Bone Marrow Transplant. 2005 Nov;36(10):897-900. doi: 10.1038/sj.bmt.1705159.
Influenza vaccine is recommended yearly for recipients after the sixth month of BMT. Although a higher risk of complications of influenza is expected to occur in BMT patients, no study has addressed the clinical efficacy of influenza vaccination in this setting. Focusing on the clinical benefits of influenza vaccination, we evaluated the risk factors for influenza infection in a cohort of 177 BMT recipients followed up for 1 year. Influenza was diagnosed in 39 patients. Multivariate analyses showed that seasonal exposure and more aggressive conditioning regimens were independently associated with increased risk for influenza.
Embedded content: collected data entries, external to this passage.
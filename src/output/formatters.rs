//! Formatting utilities for terminal output

use crate::core::Symbol;
use colored::{ColoredString, Colorize};

/// Width in terminal cells of one rendered symbol
pub const TILE_WIDTH: u16 = 3;

/// Format a symbol as a bold, reverse-video tile in its own color
///
/// Each symbol keeps the same color for the whole game so rows can be
/// compared at a glance: 1 grey, 2 blue, 3 green, 4 yellow, 5 red.
#[must_use]
pub fn symbol_tile(symbol: Symbol) -> ColoredString {
    let tile = format!(" {symbol} ");
    let colored = match symbol.value() {
        1 => tile.bright_black(),
        2 => tile.bright_blue(),
        3 => tile.bright_green(),
        4 => tile.bright_yellow(),
        _ => tile.bright_red(),
    };
    colored.bold().reversed()
}

/// Format the hit count printed after a complete guess
#[must_use]
pub fn hits_label(hits: usize) -> String {
    format!(" {hits}")
}

/// Format the line shown when the game ends
#[must_use]
pub fn exit_line(message: &str) -> String {
    format!("  {message}")
}

#[cfg(test)]
mod tests {
    use super::*;

    #[test]
    fn symbol_tile_plain_text() {
        let symbol = Symbol::new(3).unwrap();
        let tile = symbol_tile(symbol);
        // The underlying text is unaffected by styling
        assert_eq!(&*tile, " 3 ");
        assert_eq!(tile.chars().count(), usize::from(TILE_WIDTH));
    }

    #[test]
    fn symbol_tiles_for_whole_alphabet() {
        let tiles: Vec<String> = Symbol::ALL
            .iter()
            .map(|&s| symbol_tile(s).chars().collect())
            .collect();
        assert_eq!(tiles, vec![" 1 ", " 2 ", " 3 ", " 4 ", " 5 "]);
    }

    #[test]
    fn hits_label_format() {
        assert_eq!(hits_label(0), " 0");
        assert_eq!(hits_label(5), " 5");
    }

    #[test]
    fn exit_line_format() {
        assert_eq!(exit_line("Correct"), "  Correct");
    }
}
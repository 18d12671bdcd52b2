//! Interactive terminal front end
//!
//! Crossterm-backed implementations of the game's input and output seams.

pub mod input;
pub mod rendering;

pub use input::{RawModeGuard, TerminalKeys, map_key_event};
pub use rendering::TerminalSink;
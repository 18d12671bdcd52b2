//! Game loop
//!
//! The state machine that turns key presses into guesses and scores them
//! against the secret, plus the two seams it talks through: a [`KeySource`]
//! for input and an [`OutputSink`] for display.

mod keys;
mod sink;
mod state;

pub use keys::{Key, KeySource, ScriptedKeys};
pub use sink::{Notification, OutputSink, RecordingSink};
pub use state::{Game, Outcome, Phase, QUIT_MESSAGE, WIN_MESSAGE, play};
//! Core domain types for Mastermind
//!
//! This module contains the symbol alphabet and the row type with its scoring
//! rule. Nothing here touches the terminal; every rejected operation is a plain
//! `false`, never an error.

mod row;
mod symbol;

pub use row::{ROW_LEN, Row};
pub use symbol::{MAX_SYMBOL, MIN_SYMBOL, Symbol, SymbolError};
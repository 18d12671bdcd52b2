//! Terminal output formatting
//!
//! Styling helpers shared by the terminal renderer.

pub mod formatters;

pub use formatters::{TILE_WIDTH, exit_line, hits_label, symbol_tile};
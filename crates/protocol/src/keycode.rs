//! Command name → key code lookup (Android `KEYCODE_*` values).

use std::fmt;

/// Resolved key code handed to the command executor.
#[derive(Debug, Clone, PartialEq, Eq)]
pub enum KeyCode {
    Code(u16),
    /// Unknown command name, passed through unchanged.
    Raw(String),
}

impl fmt::Display for KeyCode {
    fn fmt(&self, f: &mut fmt::Formatter<'_>) -> fmt::Result {
        match self {
            KeyCode::Code(code) => write!(f, "{code}"),
            KeyCode::Raw(raw) => f.write_str(raw),
        }
    }
}

const KEY_CODES: &[(&str, u16)] = &[
    ("home", 3),
    ("back", 4),
    ("up", 19),
    ("down", 20),
    ("left", 21),
    ("right", 22),
    ("enter", 23),
    ("ok", 23),
    ("volume_up", 24),
    ("volume_down", 25),
    ("power", 26),
    ("menu", 82),
    ("play_pause", 85),
    ("stop", 86),
    ("next", 87),
    ("previous", 88),
    ("rewind", 89),
    ("fast_forward", 90),
    ("play", 126),
    ("pause", 127),
    ("mute", 164),
    ("channel_up", 166),
    ("channel_down", 167),
    ("settings", 176),
    ("input", 178),
    ("sleep", 223),
    ("wakeup", 224),
];

/// Look up `command` (case-insensitive).  Numeric strings become codes
/// directly; anything else unknown passes through as [`KeyCode::Raw`].
pub fn resolve_key_code(command: &str) -> KeyCode {
    let normalized = command.trim().to_ascii_lowercase();
    if let Some((_, code)) = KEY_CODES.iter().find(|(name, _)| *name == normalized) {
        return KeyCode::Code(*code);
    }
    match normalized.parse::<u16>() {
        Ok(code) => KeyCode::Code(code),
        Err(_) => KeyCode::Raw(command.to_string()),
    }
}

#[cfg(test)]
mod tests {
    use super::*;

    #[test]
    fn sleep_is_223() {
        assert_eq!(resolve_key_code("sleep"), KeyCode::Code(223));
    }

    #[test]
    fn lookup_is_case_insensitive() {
        assert_eq!(resolve_key_code("POWER"), KeyCode::Code(26));
        assert_eq!(resolve_key_code("Volume_Up"), KeyCode::Code(24));
    }

    #[test]
    fn numeric_passes_as_code() {
        assert_eq!(resolve_key_code("66"), KeyCode::Code(66));
    }

    #[test]
    fn unknown_passes_through_unchanged() {
        assert_eq!(
            resolve_key_code("Launch-Netflix"),
            KeyCode::Raw("Launch-Netflix".into())
        );
    }

    #[test]
    fn display() {
        assert_eq!(KeyCode::Code(223).to_string(), "223");
        assert_eq!(KeyCode::Raw("x".into()).to_string(), "x");
    }
}
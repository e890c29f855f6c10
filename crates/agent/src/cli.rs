//! Command-line interface.

use std::path::PathBuf;

use clap::{Parser, Subcommand};

use crate::config::{Config, ConfigSeverity};

/// tvlink agent, keeps a TV connected to its control server.
#[derive(Debug, Parser)]
#[command(name = "tvlink-agent", version, about)]
pub struct Cli {
    /// Config file (default: `$TVLINK_CONFIG`, then `tvlink.toml`).
    #[arg(long, global = true)]
    pub config: Option<PathBuf>,

    /// Emit JSON log lines.
    #[arg(long, global = true)]
    pub json: bool,

    #[command(subcommand)]
    pub command: Option<Command>,
}

#[derive(Debug, Subcommand)]
pub enum Command {
    /// Connect and serve commands (default when no subcommand is given).
    Run,
    /// Configuration utilities.
    #[command(subcommand)]
    Config(ConfigCommand),
}

#[derive(Debug, Subcommand)]
pub enum ConfigCommand {
    /// Parse the config file and report any errors.
    Validate,
    /// Dump the resolved configuration (with defaults) as TOML.
    Show,
}

/// Print validation issues.  Returns `false` when any is an error.
pub fn validate(config: &Config, config_path: &str) -> bool {
    let issues = config.validate();

    if issues.is_empty() {
        println!("Config OK ({config_path})");
        return true;
    }

    let error_count = issues
        .iter()
        .filter(|e| e.severity == ConfigSeverity::Error)
        .count();
    let warning_count = issues.len() - error_count;

    for issue in &issues {
        println!("{issue}");
    }

    println!("\n{error_count} error(s), {warning_count} warning(s) in {config_path}");

    error_count == 0
}

/// Dump the resolved config as TOML.
pub fn show(config: &Config) -> anyhow::Result<()> {
    let output = toml::to_string_pretty(config)
        .map_err(|e| anyhow::anyhow!("serializing config: {e}"))?;
    print!("{output}");
    Ok(())
}
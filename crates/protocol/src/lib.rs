//! Link protocol: JSON wire messages exchanged with the control server,
//! the device identity record, and the command-name → key-code table.
//!
//! Outbound messages are an internally tagged enum (`"type"` field).
//! Inbound command messages carry no `type`, so decoding goes through
//! [`codec::decode`] rather than a plain `serde` derive.

pub mod codec;
pub mod identity;
pub mod keycode;
pub mod message;

pub use codec::{decode, encode, CodecError};
pub use identity::DeviceIdentity;
pub use keycode::{resolve_key_code, KeyCode};
pub use message::{InboundMessage, OutboundMessage, RegistrationBody, BROADCAST_TARGET, STATUS_OK};

/// Default cap on inbound frame size before parsing.
pub const MAX_INBOUND_BYTES: usize = 64 * 1024;
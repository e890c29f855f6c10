//! `tl-link`: persistent link between a device agent and its control
//! server.
//!
//! The crate owns the hard part of the agent: keeping exactly one
//! WebSocket alive across arbitrary network failures, detecting silent
//! half-open connections, and routing validated commands to a local
//! executor.
//!
//! # Architecture
//!
//! ```text
//! ┌────────────────────────── ConnectionManager (one task) ──────────────────────────┐
//! │                                                                                  │
//! │  Connector ──► TransportHandle ──events──► MessageRouter ──► CommandExecutor     │
//! │                      ▲                          │                                │
//! │                      └──── confirm / ping ◄─────┘                                │
//! │                                                                                  │
//! │  timers: ping (1×) · health (2×) · reconnect (backoff)    RegistrationClient     │
//! └──────────────────────────────────────────────────────────────────────────────────┘
//! ```
//!
//! # Connection flow
//!
//! 1. Create a transport for the endpoint; construction failure or a
//!    handshake that outlives `connect_timeout` → reconnect
//! 2. On open: reset backoff, record activity, send `register`, fire the
//!    HTTP registration (once per process), arm ping + health timers
//! 3. Main loop:
//!    - Inbound frame: decode, record activity, dispatch; addressed
//!      commands are executed and confirmed with `status: "ok"`
//!    - Ping timer: send `ping`; a failed send forces a reconnect
//!    - Health timer: terminate the transport when idle for too long
//! 4. On close / fatal error / staleness: schedule a reconnect with capped
//!    exponential back-off; give up after `max_attempts`

pub mod builder;
pub mod executor;
pub mod health;
pub mod manager;
pub mod reconnect;
pub mod registration;
pub mod router;
pub mod transport;
pub mod types;

// ── Re-exports for ergonomic imports ─────────────────────────────────

pub use builder::LinkBuilder;
pub use executor::CommandExecutor;
pub use health::{HealthMonitor, Heartbeat, Liveness};
pub use manager::{ConnectionManager, TimerSnapshot};
pub use reconnect::{BackoffState, ReconnectBackoff};
pub use registration::{HttpRegistrar, Registrar, RegistrationClient};
pub use router::MessageRouter;
pub use transport::{
    Connector, FrameKind, OutboundFrame, TransportEvent, TransportHandle, TransportPeer,
    WsConnector, DEFAULT_CONNECT_TIMEOUT,
};
pub use types::{ConnectionState, ExecError, ExternalResources, LinkError};

// Re-export protocol types so agents never need to import tl-protocol directly.
pub use tl_protocol::{DeviceIdentity, KeyCode, OutboundMessage, RegistrationBody};
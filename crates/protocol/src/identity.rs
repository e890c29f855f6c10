use serde::{Deserialize, Serialize};

use crate::message::RegistrationBody;

/// Static identity of the device this agent runs on.
///
/// Supplied once at startup and never mutated afterwards.
#[derive(Debug, Clone, PartialEq, Eq, Serialize, Deserialize)]
pub struct DeviceIdentity {
    /// Stable device identifier (e.g. `TV-ABCD1234`).
    pub id: String,
    pub model: String,
    pub brand: String,
    pub ip: String,
    /// Branch / group the device belongs to.
    pub group_id: String,
}

impl DeviceIdentity {
    /// Body shared by the `register` socket message and the HTTP
    /// registration call.
    pub fn registration_body(&self) -> RegistrationBody {
        RegistrationBody {
            tv_id: self.id.clone(),
            model: self.model.clone(),
            ip: self.ip.clone(),
            modeltv: self.brand.clone(),
            cabangid: self.group_id.clone(),
        }
    }

    /// Whether a command addressed to `target` is meant for this device.
    pub fn is_addressed_by(&self, target: &str) -> bool {
        target == self.id || target == crate::BROADCAST_TARGET
    }
}

#[cfg(test)]
mod tests {
    use super::*;

    fn identity() -> DeviceIdentity {
        DeviceIdentity {
            id: "TV-ABCD1234".into(),
            model: "UA43T6500".into(),
            brand: "Samsung".into(),
            ip: "10.0.0.12".into(),
            group_id: "BR-07".into(),
        }
    }

    #[test]
    fn registration_body_maps_wire_fields() {
        let body = identity().registration_body();
        assert_eq!(body.tv_id, "TV-ABCD1234");
        assert_eq!(body.model, "UA43T6500");
        assert_eq!(body.modeltv, "Samsung");
        assert_eq!(body.cabangid, "BR-07");
    }

    #[test]
    fn addressed_by_own_id_or_broadcast() {
        let id = identity();
        assert!(id.is_addressed_by("TV-ABCD1234"));
        assert!(id.is_addressed_by("all"));
        assert!(!id.is_addressed_by("TV-00000000"));
        assert!(!id.is_addressed_by("ALL"));
    }
}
Influenza vaccination and steroid use showed a protective role. Of the 43 patients who had received BMT longer than 6 months, 19 were vaccinated (compliance rate = 44.2%) and vaccine efficacy was 80%. We conclude that influenza vaccination plays an important role in protecting BMT recipients against influenza and all efforts should be made to ensure good compliance with vaccination.
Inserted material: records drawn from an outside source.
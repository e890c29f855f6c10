//! HTTP side-channel registration.
//!
//! Fired on every successful open but confirmed at most once per process:
//! after the first successful call it is never repeated, even across
//! reconnects, so the server never sees duplicate records.  A failed
//! attempt leaves the client eligible again on the next open.

use std::sync::atomic::{AtomicBool, Ordering};
use std::sync::Arc;
use std::time::Duration;

use async_trait::async_trait;
use reqwest::Client;
use tl_protocol::{DeviceIdentity, RegistrationBody};
use tokio::task::JoinHandle;

use crate::types::LinkError;

/// Performs one registration call and returns the response body.
#[async_trait]
pub trait Registrar: Send + Sync + 'static {
    async fn register(&self, body: &RegistrationBody) -> Result<String, LinkError>;
}

/// `POST` the registration body as JSON to a fixed endpoint.
#[derive(Debug, Clone)]
pub struct HttpRegistrar {
    http: Client,
    url: String,
}

impl HttpRegistrar {
    pub fn new(url: impl Into<String>, timeout: Duration) -> Result<Self, LinkError> {
        let url = url.into();
        if url.is_empty() {
            return Err(LinkError::Config("register_url is required".into()));
        }
        let http = Client::builder()
            .timeout(timeout)
            .build()
            .map_err(|e| LinkError::Registration(e.to_string()))?;
        Ok(Self { http, url })
    }
}

#[async_trait]
impl Registrar for HttpRegistrar {
    async fn register(&self, body: &RegistrationBody) -> Result<String, LinkError> {
        let resp = self
            .http
            .post(&self.url)
            .header("X-Client-Type", "tvlink-agent")
            .json(body)
            .send()
            .await
            .map_err(|e| LinkError::Registration(format!("POST {}: {e}", self.url)))?;

        // Any completed exchange counts; the status is only reported.
        let status = resp.status();
        if !status.is_success() {
            tracing::warn!(url = %self.url, status = %status, "registration endpoint returned non-success status");
        }
        Ok(resp.text().await.unwrap_or_default())
    }
}

/// Once-per-process gate around a [`Registrar`].
#[derive(Clone)]
pub struct RegistrationClient {
    registrar: Arc<dyn Registrar>,
    confirmed: Arc<AtomicBool>,
    in_flight: Arc<AtomicBool>,
}

impl RegistrationClient {
    pub fn new(registrar: Arc<dyn Registrar>) -> Self {
        Self {
            registrar,
            confirmed: Arc::new(AtomicBool::new(false)),
            in_flight: Arc::new(AtomicBool::new(false)),
        }
    }

    pub fn is_confirmed(&self) -> bool {
        self.confirmed.load(Ordering::Acquire)
    }

    /// Start a registration attempt unless one already succeeded or is
    /// still running.  Returns the spawned task, if any.
    pub fn trigger(&self, identity: &DeviceIdentity) -> Option<JoinHandle<()>> {
        if self.is_confirmed() {
            tracing::debug!(device_id = %identity.id, "already registered, skipping");
            return None;
        }
        if self.in_flight.swap(true, Ordering::AcqRel) {
            tracing::debug!(device_id = %identity.id, "registration already in flight");
            return None;
        }

        let body = identity.registration_body();
        let registrar = self.registrar.clone();
        let confirmed = self.confirmed.clone();
        let in_flight = self.in_flight.clone();

        Some(tokio::spawn(async move {
            match registrar.register(&body).await {
                Ok(response) => {
                    confirmed.store(true, Ordering::Release);
                    tracing::info!(device_id = %body.tv_id, response = %response, "device registered");
                }
                Err(e) => {
                    tracing::warn!(
                        device_id = %body.tv_id,
                        error = %e,
                        "registration failed, will retry on next connect"
                    );
                }
            }
            in_flight.store(false, Ordering::Release);
        }))
    }
}
impl Config {
    /// Validate the configuration and return a list of issues.
    ///
    /// Returns an empty vec when everything looks good.
    pub fn validate(&self) -> Vec<ConfigError> {
        let mut errors = Vec::new();

        let ws_url = self.server.ws_url.trim();
        if ws_url.is_empty() {
            errors.push(ConfigError::error("server.ws_url", "must not be empty"));
        } else if ws_url.starts_with("ws://") {
            errors.push(ConfigError::warning(
                "server.ws_url",
                "plain ws:// is unencrypted; use wss:// outside a trusted network",
            ));
        } else if !ws_url.starts_with("wss://") {
            errors.push(ConfigError::error(
                "server.ws_url",
                format!("'{ws_url}' must start with ws:// or wss://"),
            ));
        }

        let register_url = self.server.register_url.trim();
        if register_url.is_empty() {
            errors.push(ConfigError::error("server.register_url", "must not be empty"));
        } else if !(register_url.starts_with("http://") || register_url.starts_with("https://")) {
            errors.push(ConfigError::error(
                "server.register_url",
                format!("'{register_url}' must start with http:// or https://"),
            ));
        }

        if self.server.register_timeout_ms == 0 {
            errors.push(ConfigError::error(
                "server.register_timeout_ms",
                "must be greater than 0",
            ));
        }

        if self.link.ping_interval_ms == 0 {
            errors.push(ConfigError::error(
                "link.ping_interval_ms",
                "must be greater than 0",
            ));
        }
        if self.link.connect_timeout_ms == 0 {
            errors.push(ConfigError::error(
                "link.connect_timeout_ms",
                "must be greater than 0",
            ));
        }
        if self.link.health_check_multiplier == 0 {
            errors.push(ConfigError::error(
                "link.health_check_multiplier",
                "must be at least 1",
            ));
        }
        if self.link.stale_multiplier == 0 {
            errors.push(ConfigError::error(
                "link.stale_multiplier",
                "must be at least 1",
            ));
        }
        if self.link.max_inbound_bytes == 0 {
            errors.push(ConfigError::error(
                "link.max_inbound_bytes",
                "must be greater than 0",
            ));
        }

        if self.backoff.min_delay_ms > self.backoff.max_delay_ms {
            errors.push(ConfigError::error(
                "backoff.min_delay_ms",
                format!(
                    "min_delay_ms ({}) exceeds max_delay_ms ({})",
                    self.backoff.min_delay_ms, self.backoff.max_delay_ms
                ),
            ));
        }
        if self.backoff.max_attempts == 0 {
            errors.push(ConfigError::warning(
                "backoff.max_attempts",
                "0 retries forever; the agent will never exit on its own",
            ));
        }

        if matches!(&self.device.id, Some(id) if id.trim().is_empty()) {
            errors.push(ConfigError::error(
                "device.id",
                "must not be empty when set",
            ));
        }

        if self.executor.kind == ExecutorKind::Shell && self.executor.program.trim().is_empty() {
            errors.push(ConfigError::error(
                "executor.program",
                "required when executor.kind = \"shell\"",
            ));
        }

        errors
    }

    /// `true` when [`validate`](Self::validate) reports no errors
    /// (warnings are allowed).
    pub fn is_runnable(&self) -> bool {
        !self
            .validate()
            .iter()
            .any(|e| e.severity == ConfigSeverity::Error)
    }
}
建议异基因造血干细胞移植(BMT)术后六个月以上的受者每年接种流感疫苗。尽管预计BMT患者发生流感并发症的风险较高,但尚无研究探讨流感疫苗接种在此情况下的临床疗效。基于流感疫苗接种的临床益处,我们评估了177名接受BMT并随访1年的受者感染流感的风险因素。39名患者被诊断为流感。多因素分析显示,季节性暴露和更强化的预处理方案与流感风险增加独立相关。流感疫苗接种和使用类固醇显示出保护作用。在43名接受BMT超过6个月的患者中,19名接种了疫苗(依从率 = 44.2%),疫苗效力为80%。我们得出结论,流感疫苗接种在保护BMT受者免受流感感染方面发挥着重要作用,应尽一切努力确保良好的疫苗接种依从性。